Tour Overview
Capilano River is a special place and the watershed that has supported the lives of Sḵwx̱wú7mesh and their neighbouring relatives for millennia. Our people continue to fish and drink the waters to this day.
Local Talaysay guide and a trained Indigenous ambassador-educator will introduce the students to the forests, the cultural stories and shared practices of the indigenous ecological and spiritual perspectives that have sustained Coast Salish Indigenous people for generations.
- This program shares indigenous practices of living, via sustainable and selective harvesting
- Local history and ecology of the North Shore, the Capilano River
- Salmon – The Cycle of Life. An emphasis on the salmon as a special resource to the local Indigenous People. Water as Life. Issues and the awareness of a shared responsibility to the protection of water.
- Forest Meditation – The students will be invited to participate in a forest meditation
- The Tree of Life – Cedar, it’s sacred gifts: medicine, technology, shelter, clothing, transportation
- West Coast Temporal Rain Forest – an ultimate community network
- The Land is Us and We are the Land – land management techniques, the social practices.
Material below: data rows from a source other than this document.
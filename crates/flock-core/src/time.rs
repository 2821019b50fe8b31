//! Simulation time model.
//!
//! Time is a monotonically increasing `Tick` counter plus the accumulated
//! simulated seconds.  Unlike a fixed-resolution clock, every tick carries
//! its own `dt`, so `elapsed_secs` is a running sum rather than
//! `tick * duration`.  Zero-length ticks never advance the clock.

use std::fmt;

// ── Tick ─────────────────────────────────────────────────────────────────────

/// An absolute simulation tick counter.
#[derive(Copy, Clone, PartialEq, Eq, PartialOrd, Ord, Hash, Debug, Default)]
#[cfg_attr(feature = "serde", derive(serde::Serialize, serde::Deserialize))]
pub struct Tick(pub u64);

impl Tick {
    pub const ZERO: Tick = Tick(0);

    /// `true` if this tick lands on a multiple of `interval` (never for 0).
    #[inline]
    pub fn is_every(self, interval: u64) -> bool {
        interval > 0 && self.0.is_multiple_of(interval)
    }
}

impl std::ops::Add<u64> for Tick {
    type Output = Tick;
    #[inline]
    fn add(self, rhs: u64) -> Tick {
        Tick(self.0 + rhs)
    }
}

impl std::ops::Sub for Tick {
    type Output = u64;
    #[inline]
    fn sub(self, rhs: Tick) -> u64 {
        self.0 - rhs.0
    }
}

impl fmt::Display for Tick {
    fn fmt(&self, f: &mut fmt::Formatter<'_>) -> fmt::Result {
        write!(f, "T{}", self.0)
    }
}

// ── SimClock ──────────────────────────────────────────────────────────────────

/// Tick counter plus accumulated simulated time.
#[derive(Clone, Debug, Default, PartialEq)]
#[cfg_attr(feature = "serde", derive(serde::Serialize, serde::Deserialize))]
pub struct SimClock {
    /// Number of completed ticks.
    pub current_tick: Tick,
    /// Sum of every completed tick's `dt`, in seconds.  Kept in `f64` so long
    /// runs of small steps do not drift.
    pub elapsed_secs: f64,
}

impl SimClock {
    pub fn new() -> Self {
        Self::default()
    }

    /// Record one completed tick of length `dt` seconds.
    #[inline]
    pub fn advance(&mut self, dt: f32) {
        self.current_tick = self.current_tick + 1;
        self.elapsed_secs += f64::from(dt);
    }
}

impl fmt::Display for SimClock {
    fn fmt(&self, f: &mut fmt::Formatter<'_>) -> fmt::Result {
        write!(f, "{} ({:.3}s)", self.current_tick, self.elapsed_secs)
    }
}
//! Kinematic integration: apply a steering force under a max-speed clamp.

use flock_core::{FlockError, FlockResult, Vec3, clamp_length_to};

/// Advance one agent by `dt` seconds under `force`.
///
/// 1. `velocity += force * dt`
/// 2. clamp `|velocity|` to `max_speed` (direction preserved)
/// 3. `position += velocity * dt`
///
/// Deterministic; no hidden state.  A non-finite or non-positive `dt` is
/// rejected with [`FlockError::InvalidTimestep`] and leaves both vectors
/// untouched.
#[inline]
pub fn integrate(
    position:  &mut Vec3,
    velocity:  &mut Vec3,
    force:     Vec3,
    dt:        f32,
    max_speed: f32,
) -> FlockResult<()> {
    if !(dt.is_finite() && dt > 0.0) {
        return Err(FlockError::InvalidTimestep(dt));
    }

    let mut v = *velocity + force * dt;
    if v.length_squared() > max_speed * max_speed {
        v = clamp_length_to(v, max_speed);
    }
    // A non-finite force must not poison the agent: keep the old velocity.
    if !v.is_finite() {
        v = clamp_length_to(*velocity, max_speed);
    }

    *velocity = v;
    *position += v * dt;
    Ok(())
}
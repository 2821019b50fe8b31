//! Deterministic simulation-level RNG.
//!
//! The engine itself is deterministic and never draws random numbers during
//! a tick.  `SimRng` exists for spawning: scattering initial positions and
//! velocities reproducibly from a seed.

use rand::rngs::SmallRng;
use rand::{Rng, SeedableRng};

use crate::Vec3;

/// Seeded RNG for population setup.  Used only in single-threaded setup code.
pub struct SimRng(SmallRng);

impl SimRng {
    pub fn new(seed: u64) -> Self {
        SimRng(SmallRng::seed_from_u64(seed))
    }

    /// Uniform point inside the ball of `radius` around `center`
    /// (rejection sampling from the enclosing cube).
    pub fn point_in_ball(&mut self, center: Vec3, radius: f32) -> Vec3 {
        if !(radius > 0.0) {
            return center;
        }
        loop {
            let v = Vec3::new(
                self.0.gen_range(-1.0..=1.0),
                self.0.gen_range(-1.0..=1.0),
                self.0.gen_range(-1.0..=1.0),
            );
            if v.length_squared() <= 1.0 {
                return center + v * radius;
            }
        }
    }

    /// Uniformly random direction scaled to `speed`.
    pub fn velocity(&mut self, speed: f32) -> Vec3 {
        loop {
            let v = self.point_in_ball(Vec3::ZERO, 1.0);
            let len_sq = v.length_squared();
            if len_sq > 1.0e-4 {
                return v / len_sq.sqrt() * speed;
            }
        }
    }
}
Selective burning, the various forms for practiced agriculture, transplanting, pruning
- Your class will learn about the maple tree, Douglas Fir tree, Red Alder tree, the Western Hemlock, and the many wild berries and plants of this region
- Plants as medicine, frog leaves, plantain, horsetail – the forest is our grocery story and pharmacy
- This program will highlight the significance of wild salmon and how it has supported the material and social development of complex indigenous societies here on the Northwest Coast.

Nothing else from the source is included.